Jupiter reaches opposition annually. Last month, it was of Saturn turn (August 14), and we will see a brilliant Mars in his opposition Dec. 8th.
The last time Jupiter was this big and bright, since LandThe prospect of — was on September 21, 2010 and October 21, 2010. 29, 2011, according to the observatory. Our fifth favorite planet from the sun is this close again on August 25, 2033, October 2, 2033. On November 2, 2034 and November 8, 2035, when all three oppositions reach a magnitude of – 2.9, said astronomer Geoff Chester of the Naval Observatory.
The crescent moon trots past Saturn (magnitude zero, bright) in the constellation Capricorn from September 7 to 8, in the southeastern skies around 9 p.m.
The moon reaches full September 10 and crosses past the dazzling Jupiter the next night, then zooms into the blur pleiades groupings in the Taurus constellation 14-15 September.
Later in the evening now, the last quarter moon slips past the brightness of Mars (also in Taurus, magnitude -0.4, bright enough to see) on September 16 and 17. While our neighboring Red Planet rises around 11 pm in this early part of September, find it in the east-northeast after midnight.
The usually bright Venus it is quite close to the sun, hugging the horizon and rising just before sunrise. It becomes difficult to see and hangs out near the sun for a few months before returning in December.
Get your sweaters out of storage and get your yard rakes ready: The autumn equinox The official astronomical start of the fall occurs on September 22 at 9:04 pm Eastern Time, but on September 23 at 1 am Universal Time, according to the observatory.
* September 3 — Gaze up at the sky at the Steven F. Udvar-Hazy Center at the National Air and Space Museum in Chantilly, Virginia. The telescopes are provided by volunteers from the Northern Virginia Astronomy Club (NOVAC). Please meet in the bus parking lot, but park in the main visitor parking lot. 8-10 pm GPS: 14390 Air and Space Museum Parkway, Chantilly, Va., 20151. NOVAC: shorturl.at/BCDSY. Museum information: shorturl.at/CGS19.
* September 3 — Take in the stars and some evening planets at “Exploring the Sky,” hosted by National Capital Astronomers at Rock Creek Park near the Nature Center. 8 pm Optional masks. The program will be canceled if it rains or is very cloudy. capitalastronomers.org.
* September 9 – “A First Interstellar Probe: The Next Step Towards the Stars,” a lecture by physicist Ralph L. McNutt Jr. of the Johns Hopkins University Applied Physics Laboratory. He will describe the proposed interstellar probe, a possible NASA mission. Organized by PSW Science. 8 pm, Powell Auditorium at the Cosmos Club, 2121 Massachusetts Ave.
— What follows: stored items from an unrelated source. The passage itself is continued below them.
//! Step pulse generation
//!
//! The planner hands over one [`StepCommand`] per timer tick. The
//! [`PulseGenerator`] turns it into physical step/dir levels for both motor
//! banks and writes them through a [`StepBackend`]. The [`StepperTimer`]
//! paces the ticks.

pub mod control;
pub mod map;
pub mod pulse;
pub mod timer;

pub use control::{StepperCommand, StepperControl};
pub use map::MotorMap;
pub use pulse::PulseGenerator;
pub use timer::{StepperTimer, TimerState, MAX_CYCLES_PER_TICK};

use crate::config::ConfigError;
use crate::signals::{AxisMask, PortKind};

/// Step request for one tick
#[derive(Debug, Clone, Copy, PartialEq, Eq, Default)]
#[cfg_attr(feature = "defmt", derive(defmt::Format))]
pub struct StepCommand {
    pub step: AxisMask,
    pub dir: AxisMask,
    /// Direction outputs must be rewritten before stepping
    pub dir_changed: bool,
}

/// Source of step commands, called once per tick
pub trait StepSource {
    fn next_step(&mut self) -> Option<StepCommand>;
}

/// Stepper driver enable outputs
pub trait EnableSteppers {
    /// Enable drivers for `axes`, disable the rest
    fn enable_steppers(&mut self, axes: AxisMask);
}

/// Which motor bank of the ganged axes is held during squaring
#[derive(Debug, Clone, Copy, PartialEq, Eq, Default)]
#[cfg_attr(feature = "defmt", derive(defmt::Format))]
pub enum SquaringMode {
    /// Hold both motors
    #[default]
    Both,
    /// Hold motor A (bank 1), B keeps stepping
    A,
    /// Hold motor B (bank 2), A keeps stepping
    B,
}

/// Physical levels for both motor banks
#[derive(Debug, Clone, Copy, PartialEq, Eq, Default)]
#[cfg_attr(feature = "defmt", derive(defmt::Format))]
pub struct MotorBits {
    /// Bank 1, every axis
    pub primary: AxisMask,
    /// Bank 2, second motor of ganged axes
    pub secondary: AxisMask,
}

impl MotorBits {
    /// Same bits on both banks
    pub const fn splat(bits: AxisMask) -> Self {
        Self {
            primary: bits,
            secondary: bits,
        }
    }
}

/// Step pulse timing in 0.1 µs units
#[derive(Debug, Clone, Copy, PartialEq, Eq, Default)]
#[cfg_attr(feature = "defmt", derive(defmt::Format))]
pub struct PulseTiming {
    /// Delay from direction setup to step assertion
    pub delay: u8,
    /// Step pulse length
    pub length: u8,
}

/// Tenths of a microsecond, rounded to nearest
fn tenths(us: f32) -> Result<u8, ConfigError> {
    let t = 10.0 * us + 0.5;
    if !(0.0..256.0).contains(&t) {
        return Err(ConfigError::InvalidTiming);
    }
    Ok(t as u8)
}

impl PulseTiming {
    /// Convert pulse width and delay for the given step port
    ///
    /// The sequencer adds one unit per phase, the shift register adds
    /// 0.8 µs of shift-out time; both are compensated here.
    pub fn for_port(port: PortKind, pulse_us: f32, delay_us: f32) -> Result<Self, ConfigError> {
        match port {
            PortKind::Sequencer => {
                let length = tenths(pulse_us)?;
                if length == 0 {
                    return Err(ConfigError::InvalidTiming);
                }
                let delay = if delay_us == 0.0 {
                    1
                } else {
                    tenths(delay_us)?.saturating_sub(1).max(1)
                };
                Ok(Self {
                    delay,
                    length: length - 1,
                })
            }
            PortKind::ShiftRegister8 => {
                if pulse_us <= 0.8 {
                    return Err(ConfigError::InvalidTiming);
                }
                let length = tenths(pulse_us - 0.8)?;
                let delay = if delay_us <= 0.8 {
                    2
                } else {
                    tenths(delay_us - 0.8)?
                };
                Ok(Self { delay, length })
            }
            PortKind::Gpio => Ok(Self {
                delay: tenths(delay_us)?,
                length: tenths(pulse_us)?.max(1),
            }),
            _ => Err(ConfigError::InvalidTiming),
        }
    }

    /// Pulse length in whole microseconds, at least one
    pub fn length_us(&self) -> u32 {
        (u32::from(self.length) / 10).max(1)
    }

    /// Delay in whole microseconds
    pub fn delay_us(&self) -> u32 {
        u32::from(self.delay) / 10
    }
}

/// Physical step/dir output
///
/// Implementations must be bounded and non-blocking; they run from the
/// step interrupt.
pub trait StepBackend {
    /// Port the step outputs are on
    fn port(&self) -> PortKind;

    /// Program pulse timing and the idle (de-asserted) step levels
    fn configure(&mut self, timing: PulseTiming, idle: MotorBits);

    /// Write direction levels for `axes`, leaving other axes unchanged
    fn write_dir(&mut self, dir: MotorBits, axes: AxisMask);

    /// Start a step pulse with the given asserted levels
    fn write_step(&mut self, step: MotorBits);

    /// End the pulse started by `write_step`
    ///
    /// Only software-timed backends need this; hardware sequencers end the
    /// pulse on their own.
    fn end_pulse(&mut self) {}
}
NORTHWEST. pswscience.org
* September 13th – “Opening the Infrared Treasure Chest with the James Webb Space Telescope,” a lecture by Nobel Prize-winning physicist John C. Mather. He will talk about how NASA and its partners built the amazing telescope and share early discoveries. 8 pm Online and at the Steven F. Udvar-Hazy Center, Chantilly. Detail: shorturl.at/kpU03
* 24th September – Appreciate the starry skies with “Astronomy for Everyone” at Sky Meadows State Park in Fauquier County. Ambassadors from NASA’s Jet Propulsion Laboratory provide an astronomy program, while members of NOVAC will offer telescopic views. 7-10 pm GPS: 11012 Edmonds Lane, Delaplane, Va., 20144. Bring lawn chairs and blankets. NOVAC: novac.com. sky meadows: shorturl.at/DMX09. Parking fee: $10.